Герцог Эбергард-Людвиг, тучный, рослый, толстощекий, губастый мужчина пятидесяти пяти лет от роду, остался позади. Он шагал грузно, не обращая внимания на лужи, пятнавшие ему блестящие сапоги и длиннополый, затканный серебром богатый кафтан, сняв с головы бархатную шляпу, так что мелкий теплый дождик осыпал ему водяной пылью парик. Он шел медленно, задумавшись, часто останавливался и нервно, в сердцах сопел крупным мясистым носом. Он ездил в Вильдбад давать отставку графине. Осуществил он задуманное? Пожалуй, нет. Он ничего не сказал. На его намеки графиня отвечала лишь томными взглядами, не словами. Но не могла же она не понять, она, такая умная, не могла, не могла она не понять, к чему он клонит.
Пожалуй, лучше, что все сошло без шума и крика. Около тридцати лет жил он с ней. Сколько плакалась, вопила, скулила, интриговала герцогиня, чтобы разлучить их. Сколько козней строили им герцогские советники, император, прелаты, и проклятый парламентский сброд, и послы курфюршества Брауншвейгского и Касселя. Около тридцати лет эта женщина была причастна ко всем событиям в жизни страны и его собственной. Она была одно с ним, одно с Вюртембергом. Когда говорили Вюртемберг, то думали: эта женщина, или: эта девка, или: графиня, или: швабская Ментенон. Каждая мысль о герцогстве была мыслью об этой женщине, беспристрастная или злобная, но только не равнодушная.
Лишь он, он один – герцог усмехнулся – мог мыслить эту женщину вне политики, вне герцогства. Лишь он мог помыслить: Христль, и это не была мысль о солдатах, о деньгах, о привилегиях, о распрях с парламентом, о заложенных замках и поместьях, а только о самой женщине, о ее улыбке и раскрытых ему навстречу объятиях.
А теперь, значит, всему конец, он помирится с герцогиней, а сословное собрание придет в восторг и поднесет ему богатый презент, а император благосклонно закивает дряхлой головой, а скверно одетый грубиян, прусский король, пришлет ему поздравление, а европейские дворы пожалеют о скандале, который уже второму поколению дает пищу для сплетен.
А потом он приживет с герцогиней сына, и страна получит второго законного наследника, и на небесах и на земле наступит мир и благоволение.

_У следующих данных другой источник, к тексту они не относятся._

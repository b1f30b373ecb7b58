//! Engine-specific SQL syntax rules the core depends on abstractly.

/// Identifier quoting, parameter placeholders and the row-locator
/// strategy for one database engine.
///
/// Engines without a stable physical row locator report
/// `supports_row_locator() == false`; table edits keyed on a locator are
/// rejected for them rather than falling back to value matching.
pub trait SqlDialect: Send + Sync {
    /// Quotes an identifier, doubling embedded quote characters.
    fn quote_identifier(&self, name: &str) -> String;

    /// Placeholder for the 1-based parameter `position`.
    fn placeholder(&self, position: usize) -> String;

    /// Expression selecting the row's physical-position token, ordered
    /// by and compared against the locator column. Also used as the
    /// stable ORDER BY tiebreak.
    fn row_locator_expression(&self) -> String;

    /// Expression projecting the locator as an opaque string in a
    /// result set.
    fn row_locator_select_expression(&self) -> String {
        self.row_locator_expression()
    }

    /// Placeholder (plus any cast) for comparing the locator column
    /// against a bound locator value at `position`.
    fn row_locator_parameter(&self, position: usize) -> String;

    fn supports_row_locator(&self) -> bool {
        true
    }
}

/// PostgreSQL rules: `"ident"` quoting, `$n` placeholders, `ctid` as the
/// row locator. A `ctid` is invalidated by any write that moves the row,
/// including updates to the row itself, so locators are only good until
/// the next reload.
#[derive(Debug, Clone, Default)]
pub struct PostgresDialect;

impl SqlDialect for PostgresDialect {
    fn quote_identifier(&self, name: &str) -> String {
        format!("\"{}\"", name.replace('"', "\"\""))
    }

    fn placeholder(&self, position: usize) -> String {
        format!("${}", position)
    }

    fn row_locator_expression(&self) -> String {
        "ctid".to_string()
    }

    fn row_locator_select_expression(&self) -> String {
        // project as text so the token survives the string round trip
        "ctid::text".to_string()
    }

    fn row_locator_parameter(&self, position: usize) -> String {
        format!("${}::tid", position)
    }
}

#[cfg(test)]
mod tests {
    use super::*;

    #[test]
    fn quotes_plain_identifiers() {
        assert_eq!(PostgresDialect.quote_identifier("users"), "\"users\"");
    }

    #[test]
    fn doubles_embedded_quote_characters() {
        assert_eq!(PostgresDialect.quote_identifier("user\"name"), "\"user\"\"name\"");
    }

    #[test]
    fn placeholders_are_positional() {
        assert_eq!(PostgresDialect.placeholder(3), "$3");
        assert_eq!(PostgresDialect.row_locator_parameter(2), "$2::tid");
    }

    #[test]
    fn postgres_has_a_physical_locator() {
        assert!(PostgresDialect.supports_row_locator());
        assert_eq!(PostgresDialect.row_locator_expression(), "ctid");
        assert_eq!(PostgresDialect.row_locator_select_expression(), "ctid::text");
    }
}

Он засопел сильнее. В нем закипало глухое бешенство, когда он представлял себе, каким ликованием герцогство и вся Германия встретят падение этой женщины. Он слышал, явственно слышал облегченный вздох страны и победоносное хрюканье жирных бюргеров, парламентских каналий, он видел, как они скалят зубы и хлопают себя по ляжкам, он видел невозмутимых, чопорных, корректных родственников герцогини и их постное, кислое, насмешливое торжество. Вся нечисть вкупе накинется на эту женщину, как на падаль. Целый век защищал он ее от этих гадов; если он сейчас, в пятьдесят пять лет, отступится от нее, они сочтут это признаком старческой слабости. Он издавал указы без счета, тяжко каравшие всякое непочтительное слово о графине, он дошел до конфликта с императором, отправил в изгнание друга своей юности и первого министра за дерзкий отзыв о ней, он воевал со своими советниками, со своим парламентом, со своей страной, требуя налогов, все новых налогов и денег, денег, денег для нее. Около тридцати лет он противопоставлял ее герцогству, империи, целому миру.

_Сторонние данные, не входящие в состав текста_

//! Resolves which statement to run for a cursor position, a selection,
//! or the whole document.
//!
//! All three shapes signal "nothing to run" with `None`, which callers
//! must treat as a user-facing notice rather than an error.

use crate::scanner::{self, StatementSegment};

/// A non-empty selection runs verbatim, trimmed.
pub fn resolve_selection(selection: &str) -> Option<String> {
    let trimmed = selection.trim();
    if trimmed.is_empty() {
        None
    } else {
        Some(trimmed.to_string())
    }
}

/// "Run all": the whole document, trimmed.
pub fn resolve_whole_document(source: &str) -> Option<String> {
    resolve_selection(source)
}

/// The statement containing the cursor (a char offset into `source`).
///
/// The segment runs from one past the nearest boundary before the cursor
/// to the nearest boundary at or after it, so a cursor sitting on a `;`
/// resolves to the statement that `;` terminates while a cursor just past
/// it resolves to the next one. A cursor in trailing whitespace after the
/// last `;` falls back to the preceding statement.
pub fn statement_at_cursor(source: &str, offset: usize) -> Option<StatementSegment> {
    let boundaries = scanner::boundaries(source);
    let len = source.chars().count();
    let offset = offset.min(len);

    let start = boundaries
        .iter()
        .copied()
        .filter(|b| *b < offset)
        .max()
        .map(|b| b + 1)
        .unwrap_or(0);
    let end = boundaries
        .iter()
        .copied()
        .find(|b| *b >= offset)
        .unwrap_or(len);

    if let Some(segment) = segment_between(source, start, end) {
        return Some(segment);
    }

    // Empty region; fall back one segment toward the start of the text.
    if start == 0 {
        return None;
    }
    let prev_end = start - 1;
    let prev_start = boundaries
        .iter()
        .copied()
        .filter(|b| *b < prev_end)
        .max()
        .map(|b| b + 1)
        .unwrap_or(0);
    segment_between(source, prev_start, prev_end)
}

/// Every non-empty statement in the document with its source range,
/// for per-statement run affordances.
pub fn statements(source: &str) -> Vec<StatementSegment> {
    scanner::scan(source)
}

fn segment_between(source: &str, start: usize, end: usize) -> Option<StatementSegment> {
    let slice: String = source.chars().skip(start).take(end.saturating_sub(start)).collect();
    let leading = slice.chars().take_while(|c| c.is_whitespace()).count();
    let trimmed = slice.trim();
    if trimmed.is_empty() {
        return None;
    }
    Some(StatementSegment {
        text: trimmed.to_string(),
        start: start + leading,
        end: start + leading + trimmed.chars().count(),
    })
}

Что за буря поднялась по всей Европе, когда он в самом начале их связи не долго думая обвенчался с графиней как со второй супругой, наряду с герцогиней. На него дождем посыпались императорские увещевания, заклинания, угрозы, представители сословий рычали, как бешеные псы. Баден-дурлахская родня герцогини света невзвидела от бешенства и обиды, его кляли с церковных амвонов, отказывали ему в причастии, вся страна кипела и бушевала. Делать было нечего, он покорился, расторг брак с графиней, примирился с герцогиней. Что же касается сердечной склонности и вытекающего отсюда брачного сожительства – он усмехнулся, припомнив красивую фразу, которой ублаготворил императора и которую сочинил ему брат графини, – итак, что касается сердечной склонности и вытекающего отсюда брачного сожительства, то оные зависят от Господа Бога и от него самого и не могут быть навязаны владетельному герцогу посторонней волей. Потом, покорясь новым грозным приказам императора, он все-таки отослал Христль в дальние края и за это выманил большой куш у своего признательного парламента, а вся страна возликовала. Но потом – он ухмыльнулся, вспомнив самый ловкий в своей жизни фортель, – через доверенных лиц он раздобыл в Вене слабоумного мозгляка с графским титулом, женил его на Христль и сделал главой кабинета, и Христль вернулась в страну супругой главы кабинета под неистовый вой обманутых вюртембержцев, меж тем как император в бессильном сокрушении пожимал плечами: кто ж запретит владетельному герцогу видеть у себя при дворе жену своего первого министра? А как хохотала Христль, когда на деньги, преподнесенные ему парламентом на развод, он купил ей поместья Гопфигхейм и Гомаринген!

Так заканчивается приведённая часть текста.